Laurel Burch (December 31, 1945 - September 13, 2007) was an American artist, designer and businesswoman.

==Early life==
Born Laurel Anne Harte in the San Fernando Valley, California, on New Year's Eve, 1945, to parents Ann and Russell Harte. After her parents' divorce, Ann supported Laurel and her sister Suzi, working as a seamstress and designer.

Laurel's mother was seamstress and designer for the singer Peggy Lee and her daughter. Anne described a strange moment where she had spent weeks shopping for shoes, ribbons, hat, and fabrics to make an Easter outfit for Peggy's daughter. She sewed all night before Easter morning and drove the beautiful outfit to Peggy's home in Beverly Hills, dragging Laurel and Suzanne out of bed before daybreak.
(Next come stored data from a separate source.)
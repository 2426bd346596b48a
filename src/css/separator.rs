use log::trace;

/// Comments and code of a CSS source, each in order of appearance.
#[derive(Clone, Debug, Default, PartialEq)]
pub struct SeparatedCode {
    /// Every `/* ... */` span, delimiters included.
    pub comments: Vec<String>,
    /// The non-blank runs of code between comments, trimmed.
    pub code: Vec<String>,
}

/// Splits `text` into its comments and the runs of code found between them.
pub fn separate_code(text: &str) -> SeparatedCode {
    let mut separated = SeparatedCode::default();
    let mut rest = text;

    loop {
        let (code, comment, remainder) = split_at_comment(rest);
        let code = code.trim();
        if !code.is_empty() {
            separated.code.push(code.to_string());
        }
        match comment {
            Some(comment) => separated.comments.push(comment.to_string()),
            None => break,
        }
        rest = remainder;
    }

    separated
}

/// Returns the comments of `text` along with the whole text with every comment removed.
pub fn strip_comments(text: &str) -> (Vec<String>, String) {
    let mut comments = Vec::new();
    let mut code = String::with_capacity(text.len());
    let mut rest = text;

    loop {
        let (before, comment, remainder) = split_at_comment(rest);
        code.push_str(before);
        match comment {
            Some(comment) => comments.push(comment.to_string()),
            None => break,
        }
        rest = remainder;
    }

    (comments, code)
}

/// Splits comment-free code into `selector { ... }` fragments at top-level brace boundaries.
///
/// A `}` with no matching `{` does not close a fragment, so malformed rules stay in one piece
/// and can be flagged by the ruleset parser. Only at-rules nest blocks: a `{` opening inside a
/// plain ruleset starts the next fragment after the last `;`, `{` or `}` before it. Non-blank
/// text after the last closed block is returned as a final fragment.
pub fn split_rule_blocks(code: &str) -> Vec<String> {
    let mut blocks = Vec::new();
    let mut depth = 0usize;
    let mut start = 0;
    let mut in_at_rule = false;

    for (i, c) in code.char_indices() {
        match c {
            '{' if depth == 0 => {
                in_at_rule = code[start..i].trim_start().starts_with('@');
                depth = 1;
            }
            '{' if in_at_rule => depth += 1,
            '{' => {
                if let Some(offset) =
                    code[start..i].rfind(|c: char| c == ';' || c == '{' || c == '}')
                {
                    let cut = start + offset + 1;
                    trace!("unclosed ruleset before {:?}", code[cut..i].trim());
                    push_non_blank(&mut blocks, &code[start..cut]);
                    start = cut;
                }
                depth = 1;
            }
            '}' if depth > 0 => {
                depth -= 1;
                if depth == 0 {
                    push_non_blank(&mut blocks, &code[start..=i]);
                    start = i + 1;
                    in_at_rule = false;
                }
            }
            _ => {}
        }
    }
    push_non_blank(&mut blocks, &code[start..]);

    trace!("split {} rule block(s)", blocks.len());
    blocks
}

/// Splits `text` on `separator`, ignoring separators nested in parentheses, brackets or quotes.
/// e.g.) `url(data:image/png;base64,...)` is never cut at its `;`.
pub(crate) fn split_top_level(text: &str, separator: char) -> Vec<&str> {
    let mut parts = Vec::new();
    let mut depth = 0usize;
    let mut quote: Option<char> = None;
    let mut start = 0;

    for (i, c) in text.char_indices() {
        if let Some(q) = quote {
            if c == q {
                quote = None;
            }
            continue;
        }
        match c {
            '"' | '\'' => quote = Some(c),
            '(' | '[' => depth += 1,
            ')' | ']' => depth = depth.saturating_sub(1),
            c if c == separator && depth == 0 => {
                parts.push(&text[start..i]);
                start = i + c.len_utf8();
            }
            _ => {}
        }
    }
    parts.push(&text[start..]);
    parts
}

/// Returns the code before the first comment, the comment itself, and the text after it.
/// An unterminated comment runs to the end of the text.
fn split_at_comment(text: &str) -> (&str, Option<&str>, &str) {
    let Some(start) = text.find("/*") else {
        return (text, None, "");
    };
    match text[start + 2..].find("*/") {
        Some(offset) => {
            let end = start + 2 + offset + 2;
            (&text[..start], Some(&text[start..end]), &text[end..])
        }
        None => (&text[..start], Some(&text[start..]), ""),
    }
}

fn push_non_blank(blocks: &mut Vec<String>, fragment: &str) {
    let fragment = fragment.trim();
    if !fragment.is_empty() {
        blocks.push(fragment.to_string());
    }
}
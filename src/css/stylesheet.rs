use std::fmt;

use log::debug;

use crate::css::at_rule::{locate_at_rules, NestedAtRule};
use crate::css::gradient::process_gradient;
use crate::css::ruleset::Ruleset;
use crate::css::selector::SpecificityScore;
use crate::css::separator::{split_rule_blocks, strip_comments};
use crate::error::Result;

/// The parsed model of one CSS source: a `.css` file or the contents of a `<style>` element.
#[derive(Clone, Debug, PartialEq)]
pub struct Stylesheet {
    /// The file name, or `local` for a `<style>` element.
    pub name: String,
    /// Where the CSS came from (e.g. the HTML file of a `<style>` element). Not used for parsing.
    pub context: String,
    pub comments: Vec<String>,
    pub nested_at_rules: Vec<NestedAtRule>,
    /// Statement at-rules such as `@import url(base.css)`, without the trailing `;`.
    pub at_statements: Vec<String>,
    pub rulesets: Vec<Ruleset>,
    /// The minified code left once comments and at-rules are removed.
    pub text: String,
    /// Every selector of every top-level ruleset, in source order, duplicates included.
    pub selectors: Vec<String>,
}

impl Stylesheet {
    pub fn new(name: &str, text: &str, context: &str) -> Self {
        let (comments, code) = strip_comments(text);

        let spans = locate_at_rules(&code);
        let mut nested_at_rules = Vec::new();
        let mut at_statements = Vec::new();
        let mut rest = String::with_capacity(code.len());
        let mut last = 0;
        for span in &spans {
            match NestedAtRule::from_span(&code, span) {
                Some(at_rule) => nested_at_rules.push(at_rule),
                None => at_statements.push(span.header.clone()),
            }
            rest.push_str(&code[last..span.range.start]);
            last = span.range.end;
        }
        rest.push_str(&code[last..]);

        let rulesets = split_rule_blocks(&rest)
            .iter()
            .map(|block| Ruleset::new(block))
            .collect::<Vec<_>>();
        let selectors = rulesets
            .iter()
            .flat_map(|ruleset| ruleset.selectors().map(str::to_string))
            .collect::<Vec<_>>();

        debug!(
            "parsed {}: {} comment(s), {} nested at-rule(s), {} ruleset(s)",
            name,
            comments.len(),
            nested_at_rules.len(),
            rulesets.len()
        );

        Self {
            name: name.to_string(),
            context: context.to_string(),
            comments,
            nested_at_rules,
            at_statements,
            rulesets,
            text: minify_code(&rest),
            selectors,
        }
    }

    /// Parses the contents of a `<style>` element found in `context`.
    pub fn from_style_tag(text: &str, context: &str) -> Self {
        Self::new("local", text, context)
    }

    /// Rulesets that set `color` or `background-color`.
    pub fn color_rulesets(&self) -> impl Iterator<Item = &Ruleset> {
        self.rulesets.iter().filter(|ruleset| ruleset.is_color_ruleset())
    }

    /// Top-level rulesets followed by the rulesets nested in at-rules.
    pub fn all_rulesets(&self) -> impl Iterator<Item = &Ruleset> {
        self.rulesets.iter().chain(
            self.nested_at_rules
                .iter()
                .flat_map(|at_rule| at_rule.body_rulesets.iter()),
        )
    }

    /// The distinct vendor-prefixed properties, in order of first use.
    pub fn vendor_prefixed_properties(&self) -> Vec<String> {
        let mut properties: Vec<String> = Vec::new();
        for declaration in self
            .all_rulesets()
            .flat_map(|ruleset| ruleset.declaration_block.declarations.iter())
            .filter(|declaration| declaration.has_vendor_prefix())
        {
            if !properties.contains(&declaration.property) {
                properties.push(declaration.property.clone());
            }
        }
        properties
    }

    /// Runs gradient analysis over every gradient-valued declaration of the stylesheet.
    pub fn gradients(&self) -> Result<(bool, Vec<String>)> {
        let values = self
            .all_rulesets()
            .flat_map(|ruleset| ruleset.declaration_block.declarations.iter())
            .filter(|declaration| declaration.is_gradient())
            .map(|declaration| declaration.value.as_str())
            .collect::<Vec<_>>();
        process_gradient(&values.join(",\n"))
    }
}

impl fmt::Display for Stylesheet {
    fn fmt(&self, f: &mut fmt::Formatter) -> fmt::Result {
        if self.context.is_empty() {
            writeln!(f, "{}", self.name)?;
        } else {
            writeln!(f, "{} ({})", self.name, self.context)?;
        }
        writeln!(f, "  comments: {}", self.comments.len())?;

        let invalid = self.rulesets.iter().filter(|r| !r.is_valid).count();
        writeln!(f, "  rulesets: {} ({} invalid)", self.rulesets.len(), invalid)?;
        for ruleset in self.rulesets.iter().filter(|r| !r.is_valid) {
            writeln!(f, "    invalid: {}", minify_code(&ruleset.selector))?;
        }

        writeln!(f, "  nested at-rules: {}", self.nested_at_rules.len())?;
        for at_rule in &self.nested_at_rules {
            writeln!(
                f,
                "    {} [{} ruleset(s)]",
                at_rule.rule,
                at_rule.body_rulesets.len()
            )?;
        }
        for statement in &self.at_statements {
            writeln!(f, "    {}", statement)?;
        }

        writeln!(f, "  selectors: {}", self.selectors.len())?;
        for selector in &self.selectors {
            writeln!(
                f,
                "    {:<40} {}",
                selector,
                SpecificityScore::from_selector(selector)
            )?;
        }

        let color_selectors = self
            .color_rulesets()
            .map(|r| r.selector.as_str())
            .collect::<Vec<_>>();
        writeln!(f, "  color rulesets: {}", color_selectors.join(", "))?;
        write!(
            f,
            "  vendor-prefixed properties: {}",
            self.vendor_prefixed_properties().join(", ")
        )
    }
}

/// Removes line breaks and the indentation of every line.
/// Whitespace inside a line is kept, e.g. `margin: 0 auto;`.
pub fn minify_code(text: &str) -> String {
    text.lines().map(str::trim).collect()
}

#[cfg(test)]
mod tests {
    use super::*;
    use pretty_assertions::assert_eq;

    const LAYOUT_CSS: &str = include_str!("../../tests/fixtures/layout.css");

    const DECLARATION_BLOCK_WITH_SELECTOR: &str = r#"
article#gallery {
    display: flex;
    flex-wrap: wrap;
    width: 96vw;
    margin: 0 auto;
}"#;

    const MINIFIED_DECLARATION_BLOCK_WITH_SELECTOR: &str =
        "article#gallery {display: flex;flex-wrap: wrap;width: 96vw;margin: 0 auto;}";

    #[test]
    fn minify_code_joins_lines() {
        assert_eq!(
            minify_code(DECLARATION_BLOCK_WITH_SELECTOR),
            MINIFIED_DECLARATION_BLOCK_WITH_SELECTOR
        );
    }

    #[test]
    fn stylesheet_text_is_minified() {
        let sheet = Stylesheet::new("local", DECLARATION_BLOCK_WITH_SELECTOR, "");
        assert_eq!(sheet.text, MINIFIED_DECLARATION_BLOCK_WITH_SELECTOR);
        assert_eq!(minify_code(&sheet.text), MINIFIED_DECLARATION_BLOCK_WITH_SELECTOR);
    }

    #[test]
    fn stylesheet_with_one_selector() {
        let sheet = Stylesheet::new("local", DECLARATION_BLOCK_WITH_SELECTOR, "");
        assert_eq!(sheet.selectors, vec!["article#gallery"]);
        assert_eq!(sheet.rulesets.len(), 1);
        assert!(sheet.nested_at_rules.is_empty());
    }

    #[test]
    fn layout_comments() {
        let sheet = Stylesheet::new("layout.css", LAYOUT_CSS, "");
        assert_eq!(sheet.comments.len(), 6);
        assert_eq!(sheet.comments[0], "/* layout.css */");
    }

    #[test]
    fn layout_text_starts_at_first_ruleset() {
        let sheet = Stylesheet::new("layout.css", LAYOUT_CSS, "");
        assert_eq!(&sheet.text[..6], "body {");
        assert!(!sheet.text.contains("/*"));
        assert!(!sheet.text.contains('@'));
    }

    #[test]
    fn layout_nested_at_rules() {
        let sheet = Stylesheet::new("layout.css", LAYOUT_CSS, "");
        assert_eq!(
            sheet
                .nested_at_rules
                .iter()
                .map(|r| r.rule.as_str())
                .collect::<Vec<_>>(),
            vec![
                "@media screen and (max-width: 900px)",
                "@media screen and (max-width: 600px)",
                "@supports (display: grid)",
                "@keyframes pulse",
            ]
        );
        assert_eq!(sheet.nested_at_rules[0].body_rulesets.len(), 2);
    }

    #[test]
    fn layout_selectors() {
        let sheet = Stylesheet::new("layout.css", LAYOUT_CSS, "");
        assert_eq!(sheet.selectors.len(), 22);
        assert_eq!(
            sheet.selectors[..4].to_vec(),
            vec!["body", "header", "nav ul", "nav li"]
        );
        assert_eq!(sheet.selectors.last().map(String::as_str), Some("#skip-link"));
        assert!(sheet.rulesets.iter().all(|r| r.is_valid));
    }

    #[test]
    fn layout_color_rulesets() {
        let sheet = Stylesheet::new("layout.css", LAYOUT_CSS, "");
        assert_eq!(
            sheet
                .color_rulesets()
                .map(|r| r.selector.as_str())
                .collect::<Vec<_>>(),
            vec!["body", "footer"]
        );
    }

    #[test]
    fn layout_vendor_prefixes_and_gradients() {
        let sheet = Stylesheet::new("layout.css", LAYOUT_CSS, "");
        assert_eq!(
            sheet.vendor_prefixed_properties(),
            vec!["-webkit-transition", "-moz-border-radius"]
        );
        let (has_vendor_prefix, colors) = sheet.gradients().unwrap();
        assert!(has_vendor_prefix);
        assert_eq!(
            colors,
            vec!["rgba(20, 35, 38, 0.9)", "rgba(66, 99, 140, 0.6)"]
        );
    }

    #[test]
    fn malformed_ruleset_does_not_lose_the_rest() {
        let css = "p { color: red; }\nbody }\n    background: #efefef;\n{\nh1 { margin: 0; }";
        let sheet = Stylesheet::new("broken.css", css, "");
        assert_eq!(sheet.selectors, vec!["p", "body", "h1"]);
        assert_eq!(
            sheet.rulesets.iter().map(|r| r.is_valid).collect::<Vec<_>>(),
            vec![true, false, true]
        );
        assert_eq!(
            sheet.rulesets[1]
                .declaration_block
                .get("background")
                .map(|d| d.value.as_str()),
            Some("#efefef")
        );
    }

    #[test]
    fn missing_close_brace_does_not_lose_the_rest() {
        let css = "p { color: red;\nh1 { margin: 0; }\nfooter { color: blue; }";
        let sheet = Stylesheet::new("broken.css", css, "");
        assert_eq!(sheet.selectors, vec!["p", "h1", "footer"]);
        assert_eq!(
            sheet.rulesets.iter().map(|r| r.is_valid).collect::<Vec<_>>(),
            vec![false, true, true]
        );
        assert_eq!(sheet.rulesets[0].declaration_block.declarations.len(), 1);
    }

    #[test]
    fn at_rule_after_malformed_ruleset_is_extracted() {
        let css = "p { color: red; }\nbody }\n background: #efefef;\n{\nh1 { margin: 0; }\n\
                   @media print { a { color: black; } }\nfooter { color: blue; }";
        let sheet = Stylesheet::new("broken.css", css, "");
        assert_eq!(sheet.selectors, vec!["p", "body", "h1", "footer"]);
        assert_eq!(sheet.nested_at_rules.len(), 1);
        assert_eq!(sheet.nested_at_rules[0].rule, "@media print");
        assert_eq!(sheet.nested_at_rules[0].body_rulesets[0].selector, "a");
        assert!(!sheet.text.contains('@'));
        assert!(!sheet.text.contains("black"));
    }

    #[test]
    fn at_rule_after_missing_close_brace_is_extracted() {
        let css = "p { color: red;\n@media print { a { color: black; } }\nh1 { margin: 0; }";
        let sheet = Stylesheet::new("broken.css", css, "");
        assert_eq!(sheet.selectors, vec!["p", "h1"]);
        assert_eq!(sheet.nested_at_rules.len(), 1);
        assert_eq!(sheet.text, "p { color: red;h1 { margin: 0; }");
    }

    #[test]
    fn statement_at_rules_are_kept_apart() {
        let css = "@charset \"utf-8\";\n@import url(base.css);\nbody { margin: 0; }";
        let sheet = Stylesheet::new("main.css", css, "");
        assert_eq!(
            sheet.at_statements,
            vec!["@charset \"utf-8\"", "@import url(base.css)"]
        );
        assert_eq!(sheet.selectors, vec!["body"]);
        assert_eq!(sheet.text, "body { margin: 0; }");
    }

    #[test]
    fn style_tag_is_named_local() {
        let sheet = Stylesheet::from_style_tag("h1 { color: navy; }", "index.html");
        assert_eq!(sheet.name, "local");
        assert_eq!(sheet.context, "index.html");
        assert_eq!(sheet.color_rulesets().count(), 1);
    }

    #[test]
    fn reparsing_serialized_rulesets_keeps_declaration_counts() {
        let sheet = Stylesheet::new("layout.css", LAYOUT_CSS, "");
        let serialized = sheet
            .rulesets
            .iter()
            .map(|r| r.to_string())
            .collect::<Vec<_>>()
            .join("\n");
        let reparsed = Stylesheet::new("layout.css", &serialized, "");

        let counts = |sheet: &Stylesheet| {
            sheet
                .rulesets
                .iter()
                .map(|r| r.declaration_block.declarations.len())
                .collect::<Vec<_>>()
        };
        assert_eq!(counts(&reparsed), counts(&sheet));
        assert_eq!(reparsed.selectors, sheet.selectors);
    }

    #[test]
    fn summary_lists_at_rules_and_selectors() {
        let sheet = Stylesheet::new("layout.css", LAYOUT_CSS, "index.html");
        let summary = sheet.to_string();
        assert!(summary.starts_with("layout.css (index.html)\n"));
        assert!(summary.contains("  nested at-rules: 4\n"));
        assert!(summary.contains("@keyframes pulse [3 ruleset(s)]"));
        assert!(summary.contains("  selectors: 22\n"));
    }
}
use std::fmt;

use log::warn;

use crate::css::gradient;
use crate::css::selector;
use crate::css::separator::split_top_level;

/// A single `property: value;` statement.
#[derive(Clone, Debug, PartialEq)]
pub struct Declaration {
    pub property: String,
    pub value: String,
    pub is_valid: bool,
}

impl fmt::Display for Declaration {
    fn fmt(&self, f: &mut fmt::Formatter) -> fmt::Result {
        write!(f, "{}: {}", self.property, self.value)
    }
}

impl Declaration {
    /// Parses one declaration. Malformed input is never an error; it yields `is_valid == false`.
    pub fn new(text: &str) -> Self {
        let text = text.trim();

        let Some((property, rest)) = text.split_once(':') else {
            warn!("invalid declaration, missing ':': {:?}", text);
            return Self {
                property: text.trim_end_matches(';').trim().to_string(),
                value: String::new(),
                is_valid: false,
            };
        };

        // Everything after the first top-level `;` must be blank.
        let mut statements = split_top_level(rest, ';').into_iter();
        let value = statements.next().unwrap_or_default().trim();
        let has_trailing_tokens = statements.any(|s| !s.trim().is_empty());

        let property = property.trim();
        let is_valid = !property.is_empty() && !value.is_empty() && !has_trailing_tokens;
        if !is_valid {
            warn!("invalid declaration: {:?}", text);
        }

        Self {
            property: property.to_string(),
            value: value.to_string(),
            is_valid,
        }
    }

    pub fn has_vendor_prefix(&self) -> bool {
        selector::has_vendor_prefix(&self.property)
    }

    pub fn is_gradient(&self) -> bool {
        gradient::is_gradient(&self.value)
    }

    fn is_property(&self, property: &str) -> bool {
        self.property.eq_ignore_ascii_case(property)
    }
}

/// The ordered declarations of a `{ ... }` block, or of a bare block without braces.
#[derive(Clone, Debug, Default, PartialEq)]
pub struct DeclarationBlock {
    pub declarations: Vec<Declaration>,
    /// The raw body, without the enclosing braces.
    pub text: String,
}

impl DeclarationBlock {
    pub fn new(text: &str) -> Self {
        let body = match text.find('{') {
            Some(open) => {
                let inner = &text[open + 1..];
                match inner.rfind('}') {
                    Some(close) => &inner[..close],
                    None => inner,
                }
            }
            None => text,
        };

        let declarations = split_top_level(body, ';')
            .into_iter()
            .filter(|statement| !statement.trim().is_empty())
            .map(Declaration::new)
            .collect();

        Self {
            declarations,
            text: body.to_string(),
        }
    }

    /// Returns the last declaration of `property`, which is the one that wins within a block.
    pub fn get(&self, property: &str) -> Option<&Declaration> {
        self.declarations
            .iter()
            .rev()
            .find(|declaration| declaration.is_property(property))
    }

    pub fn has_property(&self, property: &str) -> bool {
        self.get(property).is_some()
    }
}
use std::fmt;

use log::warn;

use crate::css::declaration::DeclarationBlock;
use crate::css::selector::SpecificityScore;
use crate::css::separator::split_top_level;

/// A selector paired with its declaration block.
#[derive(Clone, Debug, PartialEq)]
pub struct Ruleset {
    pub selector: String,
    pub declaration_block: DeclarationBlock,
    pub is_valid: bool,
}

/// Re-serializes the ruleset in minified form, e.g. `p {color: red;margin: 0;}`.
impl fmt::Display for Ruleset {
    fn fmt(&self, f: &mut fmt::Formatter) -> fmt::Result {
        write!(f, "{} {{", self.selector)?;
        for declaration in &self.declaration_block.declarations {
            write!(f, "{};", declaration)?;
        }
        write!(f, "}}")
    }
}

impl Ruleset {
    /// Parses `selector { ... }`.
    /// Misplaced or missing braces never fail; they only clear `is_valid`.
    pub fn new(text: &str) -> Self {
        let text = text.trim();
        let is_valid = Self::has_balanced_braces(text);

        let (selector, rest) = match text.find(|c: char| c == '{' || c == '}') {
            Some(i) => (&text[..i], &text[i..]),
            None => (text, ""),
        };

        let declaration_block = if is_valid {
            DeclarationBlock::new(rest)
        } else {
            warn!("invalid ruleset, misplaced braces: {:?}", text);
            // Best effort: whatever follows the selector, with the stray braces dropped.
            let rest = rest.replace(|c: char| c == '{' || c == '}', "");
            DeclarationBlock::new(&rest)
        };

        Self {
            selector: selector.trim().to_string(),
            declaration_block,
            is_valid,
        }
    }

    /// Returns each selector of the comma-separated selector list.
    pub fn selectors(&self) -> impl Iterator<Item = &str> {
        split_top_level(&self.selector, ',')
            .into_iter()
            .map(str::trim)
            .filter(|s| !s.is_empty())
    }

    pub fn specificity(&self) -> SpecificityScore {
        SpecificityScore::from_selector(&self.selector)
    }

    /// Whether the ruleset sets a foreground or background color.
    pub fn is_color_ruleset(&self) -> bool {
        self.declaration_block.has_property("color")
            || self.declaration_block.has_property("background-color")
    }

    /// An opening brace must come first and every brace must be closed.
    fn has_balanced_braces(text: &str) -> bool {
        let mut depth = 0usize;
        let mut opened = false;

        for c in text.chars() {
            match c {
                '{' => {
                    depth += 1;
                    opened = true;
                }
                '}' => {
                    if depth == 0 {
                        return false;
                    }
                    depth -= 1;
                }
                _ => {}
            }
        }
        opened && depth == 0
    }
}
#![deny(unsafe_code)]

mod cli;

use clap::Parser as _;

use webanalyst::{Config, Runner};

fn main() -> anyhow::Result<()> {
    let args = cli::Args::parse();

    // RUST_LOG takes precedence over the verbosity flag.
    env_logger::Builder::new()
        .filter_level(args.verbose.into())
        .parse_default_env()
        .init();

    let config = Config {
        paths: args.paths,
        verbosity: args.verbose.into(),
        dump: args.dump,
    };

    Runner::new(config).run()?;
    Ok(())
}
As she returned to the car, seeing her girls knowing they had no Easter outfits waiting for them and their hair all messy with sleep, Anne was heartbroken. While she was not a biological mother, she felt the love grief of a single parent. Laurel grew up with a mixture of love and loss, but also with a keen brilliant artistic eye from her parents.

A rift grew between Laurel and her mother when Laurel was a teenager. While in high school, Laurel lived for a period with her father,
her half-brothers and half-sister in La Canada, California but the arrangement ended abruptly. Laurel supported herself by working as a cook, house cleaner and baby-sitter. When Laurel was 19, she married a jazz musician, Robert Burch. They parted after a few years together, Laurel becoming a single parent herself. With two children to care for, she supported herself by making jewelry with occasional help from Ann, then sold her designs to several businesses.

==Career==
Laurel Burch went on to launch her business, now called Laurel Burch Artworks, in the late 1960s. She began making paintings and was commissioned by restaurants, businesses and private collectors. "I found metal in a junkyard and hammered it out on the back of an old frying pan", she stated during an interview with the Marin Independent Journal in 2005.

She began making jewelry and selling it on the streets of San Francisco from tackle boxes. In 1969, a shop in Ghiradelli Square offered to sell her jewelry. Some local stores began stocking her creations, and a businessman, Shashi Singapuri, took samples of her work to China. She went to China in 1971 and discovered cloisonné, a kind of enamel work, with which she designed paintings and had the designs made into earrings.

With Mr. Singapuri's financial backing manufacturing began. Burch went on to work on cast metals and wood, and to include spinoff products on paper, porcelain and fabric. In 1979, she split with Singapuri, and started Laurel Burch Inc. She was president and chief designer. In the 1990s she licensed her designs to a dozen or so companies that now make and distribute her creations worldwide.

==Personal life==

Laurel Burch was married three times and had a son and daughter from her first marriage. After her aforementioned marriage to Robert Burch, her second marriage to Jack Holton also ended in divorce. Her third marriage was to longtime business associate, Rick Sara, nine months before she died.

She died on September 13, 2007, aged 61, at her home in Novato, California from complications of osteopetrosis, a rare and painful bone disease she had her entire life, suffering more than 100 bone fractures as a result. In addition to Rick Sara, she was survived by her daughter, Aarin; her son, Jay; her sisters, Suzanne Neilson and Jil Chandler; her half-sister Mary Ellen Piraino; her half-brothers William (Bill) Russell Harte, and Brian Lowell Harte; and two granddaughters, Soffiya and Karly.